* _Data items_
+ + + +

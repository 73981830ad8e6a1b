//! Global hotkeys: the control signal source for a run.
//!
//! A [`HotkeyMatcher`] turns the hook's key stream into [`Hotkey`] presses.
//! A [`HotkeyListener`] runs one on its own thread and forwards the matching
//! control signals to the executor. It only ever enqueues, so it never
//! waits on the executor.

use crate::input_hook::HookEvent;
use crate::{PlatformError, PlatformResult};
use crossbeam_channel::{Receiver, RecvTimeoutError};
use posflow_core::keys::{normalize_key, Chord, Modifier, Modifiers};
use posflow_core::{ControlSignal, HotkeySettings, RawEventType, SessionState, SignalSender, StateCell};
use std::collections::HashSet;
use std::sync::atomic::{AtomicBool, Ordering};
use std::sync::Arc;
use std::thread::{self, JoinHandle};
use std::time::Duration;
use tracing::{debug, info};

#[derive(Debug, Clone, Copy, PartialEq, Eq)]
pub enum Hotkey {
    StartStop,
    PauseResume,
    Kill,
    EmergencyStop,
}

/// Signal a hotkey stands for given the current session state. `None` when
/// the press means nothing in that state.
pub fn signal_for(hotkey: Hotkey, state: SessionState) -> Option<ControlSignal> {
    match (hotkey, state) {
        (Hotkey::StartStop, SessionState::Stopped) => Some(ControlSignal::Start),
        (Hotkey::StartStop, _) => Some(ControlSignal::Stop),
        (Hotkey::PauseResume, SessionState::Running) => Some(ControlSignal::Pause),
        (Hotkey::PauseResume, SessionState::Paused) => Some(ControlSignal::Resume),
        (Hotkey::PauseResume, SessionState::Stopped) => None,
        (Hotkey::Kill, _) => Some(ControlSignal::Cancel),
        (Hotkey::EmergencyStop, _) => Some(ControlSignal::EmergencyStop),
    }
}

/// Matches key events against the configured bindings.
#[derive(Debug, Clone)]
pub struct HotkeyMatcher {
    bindings: Vec<(Chord, Hotkey)>,
    held: Modifiers,
    /// Non-modifier keys currently down, so auto-repeat fires once.
    down: HashSet<String>,
}

impl HotkeyMatcher {
    pub fn from_settings(settings: &HotkeySettings) -> PlatformResult<Self> {
        let parse = |keys: &Vec<String>, hotkey| {
            Chord::from_parts(keys)
                .map(|chord| (chord, hotkey))
                .ok_or_else(|| PlatformError::InvalidKey(keys.join("+")))
        };
        Ok(Self {
            bindings: vec![
                parse(&settings.start_stop, Hotkey::StartStop)?,
                parse(&settings.pause_resume, Hotkey::PauseResume)?,
                parse(&settings.kill, Hotkey::Kill)?,
                parse(&settings.emergency_stop, Hotkey::EmergencyStop)?,
            ],
            held: Modifiers::empty(),
            down: HashSet::new(),
        })
    }

    /// Bound chords, for excluding them from recordings.
    pub fn chords(&self) -> Vec<Chord> {
        self.bindings.iter().map(|(c, _)| c.clone()).collect()
    }

    /// Feed one raw event; returns the hotkey it completes, if any.
    pub fn feed(&mut self, event: &RawEventType) -> Option<Hotkey> {
        match event {
            RawEventType::KeyDown { key } => {
                if let Some(m) = Modifier::from_name(key) {
                    self.held.insert(m);
                    return None;
                }
                let key = normalize_key(key);
                if !self.down.insert(key.clone()) {
                    return None;
                }
                let pressed = Chord::new(self.held, &key);
                self.bindings
                    .iter()
                    .find(|(chord, _)| *chord == pressed)
                    .map(|(_, hotkey)| *hotkey)
            }
            RawEventType::KeyUp { key } => {
                match Modifier::from_name(key) {
                    Some(m) => self.held.remove(m),
                    None => {
                        self.down.remove(&normalize_key(key));
                    }
                }
                None
            }
            _ => None,
        }
    }
}

/// Handle to a running hotkey listener thread.
pub struct HotkeyListener {
    stop: Arc<AtomicBool>,
    thread: Option<JoinHandle<()>>,
}

impl HotkeyListener {
    /// Listen on `events`, sending signals chosen by the state in `state`.
    pub fn spawn(
        events: Receiver<HookEvent>,
        mut matcher: HotkeyMatcher,
        signals: SignalSender,
        state: StateCell,
    ) -> Self {
        let stop = Arc::new(AtomicBool::new(false));
        let thread_stop = stop.clone();

        let thread = thread::spawn(move || {
            info!("Hotkey listener started");
            while !thread_stop.load(Ordering::Relaxed) {
                let event = match events.recv_timeout(Duration::from_millis(100)) {
                    Ok(event) => event,
                    Err(RecvTimeoutError::Timeout) => continue,
                    Err(RecvTimeoutError::Disconnected) => break,
                };
                let Some(hotkey) = matcher.feed(&event.event) else {
                    continue;
                };
                let current = state.get();
                match signal_for(hotkey, current) {
                    Some(ControlSignal::EmergencyStop) => {
                        info!("Emergency stop hotkey");
                        signals.emergency_stop();
                    }
                    Some(signal) => {
                        info!(?hotkey, ?signal, "Hotkey pressed");
                        signals.send(signal);
                    }
                    None => debug!(?hotkey, ?current, "hotkey ignored in this state"),
                }
            }
            info!("Hotkey listener exiting");
        });

        Self {
            stop,
            thread: Some(thread),
        }
    }

    pub fn stop(&mut self) {
        self.stop.store(true, Ordering::Relaxed);
        if let Some(thread) = self.thread.take() {
            let _ = thread.join();
        }
    }
}

impl Drop for HotkeyListener {
    fn drop(&mut self) {
        self.stop();
    }
}
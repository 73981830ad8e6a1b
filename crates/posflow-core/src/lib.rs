//! posflow-core: domain model + execution primitives.
//!
//! Design goal: keep this crate UI-agnostic and platform-agnostic.
//! Platform specific I/O (inject/capture/hook) lives in `posflow-platform`
//! and reaches the executor only through the traits in [`ports`].

mod condition;
mod config;
mod engine;
mod error;
mod geometry;
pub mod keys;
pub mod ports;
mod recorder;
mod storage;
mod validate;

pub use condition::{
    area_metric, area_satisfied, match_template, pixel_matches, TemplateMatch, TextMatcher,
};
pub use config::{
    config_dir, data_dir, ConfigError, ExecutionSettings, HotkeySettings, LoggingSettings,
    OcrSettings, Settings,
};
pub use engine::{
    Clock, ControlSignal, EngineEvent, Executor, ManualClock, Player, PlayerHandle,
    ResolvedTarget, RunOutcome, RunProgress, RunReport, SignalChannel, SignalReceiver,
    SignalSender, StateCell, SystemClock,
};
pub use error::ExecError;
pub use geometry::{
    from_absolute, to_absolute, to_absolute_rect, AbsRect, GeometryError, MonitorBox,
    MonitorGeometry,
};
pub use recorder::{RawEventType, Recorder, RecorderEvent};
pub use storage::{load_path, MacroStore, StorageError, StorageResult};
pub use validate::{validate_action, validate_sequence, ValidationError, ValidationResult};

use serde::{Deserialize, Serialize};
use time::OffsetDateTime;

/// Largest click jitter radius, in pixels.
pub const MAX_CLICK_JITTER: u32 = 1_000;

/// Execution or recording session state.
///
/// `Stopped` is both the initial and the terminal state of a session.
#[derive(Debug, Clone, Copy, PartialEq, Eq, Default, Serialize, Deserialize)]
pub enum SessionState {
    #[default]
    Stopped,
    Running,
    Paused,
}

/// A recorded macro: metadata plus an ordered list of actions.
#[derive(Debug, Clone, Serialize, Deserialize)]
pub struct ActionSequence {
    pub meta: SequenceMeta,
    pub actions: Vec<Action>,
}

impl ActionSequence {
    pub fn new(name: impl Into<String>, actions: Vec<Action>) -> Self {
        Self {
            meta: SequenceMeta::named(name),
            actions,
        }
    }
}

#[derive(Debug, Clone, Serialize, Deserialize)]
pub struct SequenceMeta {
    pub name: String,
    #[serde(default = "default_author")]
    pub author: String,
    #[serde(with = "time::serde::rfc3339", default = "OffsetDateTime::now_utc")]
    pub created: OffsetDateTime,
    #[serde(default)]
    pub description: Option<String>,
    #[serde(default = "default_version")]
    pub version: String,
}

fn default_author() -> String {
    "posflow".into()
}

fn default_version() -> String {
    "1.0".into()
}

impl SequenceMeta {
    pub fn named(name: impl Into<String>) -> Self {
        Self {
            name: name.into(),
            author: default_author(),
            created: OffsetDateTime::now_utc(),
            description: None,
            version: default_version(),
        }
    }
}

/// One step of a macro. `delay` (seconds) is applied after the step ran.
#[derive(Debug, Clone, PartialEq, Serialize, Deserialize)]
pub struct Action {
    #[serde(flatten)]
    pub kind: ActionKind,
    #[serde(default)]
    pub delay: f64,
}

impl Action {
    pub fn new(kind: ActionKind) -> Self {
        Self { kind, delay: 0.0 }
    }

    pub fn with_delay(mut self, seconds: f64) -> Self {
        self.delay = seconds;
        self
    }

    /// Short name of the action kind, as used in the macro file.
    pub fn kind_name(&self) -> &'static str {
        self.kind.name()
    }
}

#[derive(Debug, Clone, PartialEq, Serialize, Deserialize)]
#[serde(tag = "type", rename_all = "snake_case")]
pub enum ActionKind {
    /// Click at a monitor-relative position.
    Click {
        monitor: u32,
        rel_x: f64,
        rel_y: f64,
        #[serde(default)]
        button: MouseButton,
        /// Random offset radius in pixels, at most [`MAX_CLICK_JITTER`].
        #[serde(default)]
        jitter: Option<u32>,
    },
    /// Plain delay.
    Wait { seconds: f64 },
    /// Press a key or a `+` joined chord such as `ctrl+c`.
    KeyPress { key: String },
    /// Type literal text.
    TypeText {
        text: String,
        #[serde(default)]
        press_enter: bool,
    },
    WaitForPixel {
        monitor: u32,
        rel_x: f64,
        rel_y: f64,
        color: Color,
        #[serde(default)]
        tolerance: u8,
        #[serde(flatten)]
        poll: PollSpec,
    },
    WaitForArea {
        monitor: u32,
        rect: RelRect,
        metric: AreaMetric,
        op: CompareOp,
        threshold: f64,
        #[serde(flatten)]
        poll: PollSpec,
    },
    WaitForTemplate {
        /// Reference image identifier resolved by the template store.
        template: String,
        #[serde(default = "default_monitor")]
        monitor: u32,
        #[serde(default)]
        region: Option<RelRect>,
        threshold: f64,
        #[serde(flatten)]
        poll: PollSpec,
    },
    WaitForText {
        monitor: u32,
        rect: RelRect,
        pattern: String,
        #[serde(default)]
        mode: TextMatchMode,
        #[serde(flatten)]
        poll: PollSpec,
    },
}

fn default_monitor() -> u32 {
    1
}

impl ActionKind {
    pub fn name(&self) -> &'static str {
        match self {
            ActionKind::Click { .. } => "click",
            ActionKind::Wait { .. } => "wait",
            ActionKind::KeyPress { .. } => "key_press",
            ActionKind::TypeText { .. } => "type_text",
            ActionKind::WaitForPixel { .. } => "wait_for_pixel",
            ActionKind::WaitForArea { .. } => "wait_for_area",
            ActionKind::WaitForTemplate { .. } => "wait_for_template",
            ActionKind::WaitForText { .. } => "wait_for_text",
        }
    }
}

/// Timeout and poll interval of a wait-type action, in seconds.
#[derive(Debug, Clone, Copy, PartialEq, Serialize, Deserialize)]
pub struct PollSpec {
    pub timeout: f64,
    pub poll_interval: f64,
}

impl Default for PollSpec {
    fn default() -> Self {
        Self {
            timeout: 30.0,
            poll_interval: 0.5,
        }
    }
}

#[derive(Debug, Clone, Copy, PartialEq, Eq, Default, Serialize, Deserialize)]
#[serde(rename_all = "lowercase")]
pub enum MouseButton {
    #[default]
    Left,
    Right,
    Middle,
}

/// RGB color.
#[derive(Debug, Clone, Copy, PartialEq, Eq, Default, Serialize, Deserialize)]
pub struct Color {
    pub r: u8,
    pub g: u8,
    pub b: u8,
}

impl Color {
    pub fn new(r: u8, g: u8, b: u8) -> Self {
        Self { r, g, b }
    }

    /// True when every channel is within `tolerance` of `other`.
    pub fn within(&self, other: &Color, tolerance: u8) -> bool {
        let close = |a: u8, b: u8| a.abs_diff(b) <= tolerance;
        close(self.r, other.r) && close(self.g, other.g) && close(self.b, other.b)
    }
}

/// Rectangle in monitor-relative ratios.
#[derive(Debug, Clone, Copy, PartialEq, Serialize, Deserialize)]
pub struct RelRect {
    pub left: f64,
    pub top: f64,
    pub width: f64,
    pub height: f64,
}

impl RelRect {
    pub const FULL: RelRect = RelRect {
        left: 0.0,
        top: 0.0,
        width: 1.0,
        height: 1.0,
    };

    pub fn new(left: f64, top: f64, width: f64, height: f64) -> Self {
        Self {
            left,
            top,
            width,
            height,
        }
    }
}

#[derive(Debug, Clone, Copy, PartialEq, Eq, Serialize, Deserialize)]
#[serde(rename_all = "snake_case")]
pub enum AreaMetric {
    /// Mean luma over the region.
    AvgBrightness,
    /// Mean spread between the highest and lowest channel per pixel.
    ChannelDiff,
}

/// Comparison operators for area metrics.
#[derive(Debug, Clone, Copy, PartialEq, Eq, Serialize, Deserialize)]
pub enum CompareOp {
    #[serde(rename = "<", alias = "lt")]
    Lt,
    #[serde(rename = ">", alias = "gt")]
    Gt,
    #[serde(rename = "<=", alias = "lte")]
    Lte,
    #[serde(rename = ">=", alias = "gte")]
    Gte,
    #[serde(rename = "==", alias = "eq")]
    Eq,
}

impl CompareOp {
    /// Evaluate `left <op> right`.
    pub fn evaluate(&self, left: f64, right: f64) -> bool {
        match self {
            CompareOp::Lt => left < right,
            CompareOp::Gt => left > right,
            CompareOp::Lte => left <= right,
            CompareOp::Gte => left >= right,
            CompareOp::Eq => (left - right).abs() < 1e-6,
        }
    }
}

#[derive(Debug, Clone, Copy, PartialEq, Eq, Default, Serialize, Deserialize)]
#[serde(rename_all = "lowercase")]
pub enum TextMatchMode {
    #[default]
    Contains,
    Exact,
    Regex,
}

#[cfg(test)]
mod tests {
    use super::*;

    #[test]
    fn test_color_within_is_per_channel() {
        let target = Color::new(255, 0, 0);
        assert!(target.within(&Color::new(250, 5, 5), 10));
        assert!(!target.within(&Color::new(200, 0, 0), 10));
    }

    #[test]
    fn test_compare_op() {
        assert!(CompareOp::Lt.evaluate(1.0, 2.0));
        assert!(!CompareOp::Gt.evaluate(1.0, 2.0));
        assert!(CompareOp::Lte.evaluate(2.0, 2.0));
        assert!(CompareOp::Gte.evaluate(2.0, 2.0));
        assert!(CompareOp::Eq.evaluate(0.1 + 0.2, 0.3));
    }

    #[test]
    fn test_action_json_shape() {
        let json = r#"{
            "meta": { "name": "demo", "created": "2024-05-01T10:00:00Z" },
            "actions": [
                { "type": "click", "monitor": 2, "rel_x": 0.25, "rel_y": 0.5, "button": "right", "delay": 0.2 },
                { "type": "wait", "seconds": 1.5 },
                { "type": "type_text", "text": "hello", "press_enter": true },
                { "type": "wait_for_area", "monitor": 1,
                  "rect": { "left": 0.1, "top": 0.1, "width": 0.2, "height": 0.2 },
                  "metric": "avg_brightness", "op": "<", "threshold": 50,
                  "timeout": 5, "poll_interval": 0.5 }
            ]
        }"#;
        let seq: ActionSequence = serde_json::from_str(json).unwrap();
        assert_eq!(seq.meta.name, "demo");
        assert_eq!(seq.meta.author, "posflow");
        assert_eq!(seq.actions.len(), 4);
        assert_eq!(
            seq.actions[0].kind,
            ActionKind::Click {
                monitor: 2,
                rel_x: 0.25,
                rel_y: 0.5,
                button: MouseButton::Right,
                jitter: None,
            }
        );
        assert_eq!(seq.actions[0].delay, 0.2);
        assert_eq!(seq.actions[1].delay, 0.0);
        match &seq.actions[3].kind {
            ActionKind::WaitForArea { op, poll, .. } => {
                assert_eq!(*op, CompareOp::Lt);
                assert_eq!(poll.timeout, 5.0);
            }
            other => panic!("unexpected action: {other:?}"),
        }

        let back = serde_json::to_string(&seq).unwrap();
        assert!(back.contains("\"type\":\"wait_for_area\""));
        assert!(back.contains("\"op\":\"<\""));
    }

    #[test]
    fn test_template_monitor_defaults_to_primary() {
        let action: Action = serde_json::from_str(
            r#"{ "type": "wait_for_template", "template": "ok_button", "threshold": 0.9,
                 "timeout": 10, "poll_interval": 1 }"#,
        )
        .unwrap();
        match action.kind {
            ActionKind::WaitForTemplate { monitor, region, .. } => {
                assert_eq!(monitor, 1);
                assert!(region.is_none());
            }
            other => panic!("unexpected action: {other:?}"),
        }
    }
}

+ + + +

* _ASSIGNMENT_
Please output only the lines from the first line of the entries through the line with "forwards the matching", both included, exactly as written.

* _SOLVED EXERCISE_
repository 73981830ad8e6a1b
//! Global hotkeys: the control signal source for a run.
//!
//! A [`HotkeyMatcher`] turns the hook's key stream into [`Hotkey`] presses.
//! A [`HotkeyListener`] runs one on its own thread and forwards the matching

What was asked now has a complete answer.